One reason is that Richardson barely registers in the polls. But the other is that most journalists care only about Hillary and Obama at the moment. That's their script, and they're sticking to it. Which suggests a chicken-and-egg problem not just for Richardson, but for Chris Dodd, Tom Vilsack, Sam Brownback and a slew of others: How do you get media attention when you're nowhere in the polls, even though if you got some media attention, you'd probably rise in the polls, thereby warranting more media attention? (Remember when the press wrote off John Kerry at the end of 2003 because his numbers were so bad?)
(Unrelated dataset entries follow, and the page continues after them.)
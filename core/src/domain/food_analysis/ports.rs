use std::future::Future;

use crate::domain::{
    common::entities::app_errors::CoreError,
    food_analysis::{
        entities::{AnalysisOutcome, ChatCompletion, ChatMessage, ToolDefinition},
        value_objects::AnalyzeFoodInput,
    },
};

/// LLM Client trait for calling chat models with function tools
#[cfg_attr(test, mockall::automock)]
pub trait LLMClient: Send + Sync {
    /// One completion round-trip. Tool calls in the reply are returned, not run.
    fn chat(
        &self,
        messages: Vec<ChatMessage>,
        tools: Vec<ToolDefinition>,
    ) -> impl Future<Output = Result<ChatCompletion, CoreError>> + Send;
}

/// Service trait for food analysis business logic
pub trait FoodAnalysisService: Send + Sync {
    fn analyze_food(
        &self,
        input: AnalyzeFoodInput,
    ) -> impl Future<Output = Result<AnalysisOutcome, CoreError>> + Send;
}
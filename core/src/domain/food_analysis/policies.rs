/// Classifier confidence (0-100) below which a photo is not analysed.
pub const CONFIDENCE_THRESHOLD: f64 = 40.0;

/// Label shown when the classifier could not name the dish.
pub const UNCLASSIFIED_LABEL: &str = "분류 불가";

/// Placeholder score for unclassified photos; 0 is reserved for "no score found".
pub const UNCLASSIFIED_SCORE: u32 = 1;

/// Classifier class name -> `FOOD_NUTRITION.food_name`. `None` marks classes
/// the table already names the same way.
const FOOD_ALIASES: &[(&str, Option<&str>)] = &[
    ("간장게장", Some("게장_간장")),
    ("감자채볶음", Some("감자볶음")),
    ("계란국", Some("달걀국")),
    ("계란말이", Some("달걀말이")),
    ("계란찜", Some("달걀찜")),
    ("계란후라이", Some("달걀후라이")),
    ("고추장진미채볶음", Some("오징어볶음")),
    ("곰탕_설렁탕", Some("설렁탕")),
    ("꽈리고추무침", Some("오이지무침_고추")),
    ("닭계장", Some("닭볶음탕")),
    ("도라지무침", Some("도라지생채")),
    ("떡국_만두국", Some("떡국_소고기")),
    ("떡꼬치", Some("떡강정")),
    ("북엇국", Some("북어국")),
    ("새우볶음밥", Some("볶음밥_새우")),
    ("소세지볶음", Some("소시지케첩볶음")),
    ("시래기국", Some("된장국_시래기")),
    ("양념게장", Some("게장_양념")),
    ("열무국수", Some("국수_열무김치")),
    ("젓갈", Some("양념오징어젓")),
    ("편육", Some("수육")),
    ("한과", Some("유과")),
    ("과메기", None),
    ("산낙지", None),
    ("수정과", None),
];

pub fn is_classifiable(confidence: f64) -> bool {
    confidence >= CONFIDENCE_THRESHOLD
}

/// Name used for the nutrition lookup and the agent prompt.
pub fn resolve_food_alias(classifier_label: &str) -> &str {
    FOOD_ALIASES
        .iter()
        .find(|(label, _)| *label == classifier_label)
        .and_then(|(_, alias)| *alias)
        .unwrap_or(classifier_label)
}

#[cfg(test)]
mod tests {
    use super::*;

    #[test]
    fn test_confidence_boundary_is_half_open() {
        assert!(!is_classifiable(39.9999));
        assert!(is_classifiable(40.0));
        assert!(is_classifiable(99.5));
        assert!(!is_classifiable(0.0));
    }

    #[test]
    fn test_alias_rewrites_known_labels() {
        assert_eq!(resolve_food_alias("간장게장"), "게장_간장");
        assert_eq!(resolve_food_alias("계란찜"), "달걀찜");
        assert_eq!(resolve_food_alias("한과"), "유과");
    }

    #[test]
    fn test_alias_keeps_unlisted_and_identity_labels() {
        assert_eq!(resolve_food_alias("비빔밥"), "비빔밥");
        assert_eq!(resolve_food_alias("과메기"), "과메기");
        assert_eq!(resolve_food_alias(""), "");
    }
}
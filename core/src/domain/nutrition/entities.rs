use std::collections::BTreeMap;

use serde::{Deserialize, Serialize};
use utoipa::ToSchema;

/// Marker found in `food_origin_name` for restaurant ("외식") entries.
pub const DINE_OUT_MARKER: &str = "외식 ";

/// One row of the `FOOD_NUTRITION` reference table.
///
/// The five nutrients the analysis reads are typed; every other column is kept
/// verbatim in `extra` so the agent tool can hand the full row to the model.
#[derive(Debug, Clone, PartialEq, Default, Serialize, Deserialize, ToSchema)]
pub struct NutritionRecord {
    pub food_name: String,
    #[serde(rename = "food_origin_name")]
    pub food_origin_category: String,
    pub energy_kcal: Option<f64>,
    pub carbohydrates_g: Option<f64>,
    pub protein_g: Option<f64>,
    pub fat_g: Option<f64>,
    pub sugars_g: Option<f64>,
    #[serde(default)]
    pub extra: BTreeMap<String, String>,
}

impl NutritionRecord {
    pub fn new(food_name: impl Into<String>, food_origin_category: impl Into<String>) -> Self {
        Self {
            food_name: food_name.into(),
            food_origin_category: food_origin_category.into(),
            ..Default::default()
        }
    }

    pub fn is_dine_out(&self) -> bool {
        self.food_origin_category.contains(DINE_OUT_MARKER)
    }
}
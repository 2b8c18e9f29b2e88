pub mod analyze_food;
Well, it's a long season, and one or another of these also-rans will eventually become the media's flavor of the month.
Here's how the Albuquerque Journal handled the governor's declaration:
"Richardson is only a blip in presidential polling: Some polls have put him at 2 percent and 4 percent. However, many political observers have taken note of his impressive résumé. Richardson represented New Mexico's 3rd Congressional District for 14 years and has served as United States ambassador to the United Nations and secretary of energy under former Democratic President Bill Clinton. He plowed his way into the New Mexico governor's office in 2002, easily winning a second term last year.
"All along, he has built a reputation as an international troubleshooter who has negotiated with dictators and despots from North Korea to Iraq to Sudan. In 1995, for example, Richardson went to Iraq and met with Saddam Hussein to secure the release of two Americans. He traveled to Sudan earlier this month in hopes of cutting a deal that would allow U.N. peacekeepers into that African country. But he came away only with a temporary cease-fire agreement that could be described as shaky at best. Richardson told the Journal his broad experience sets him apart from other Democratic hopefuls.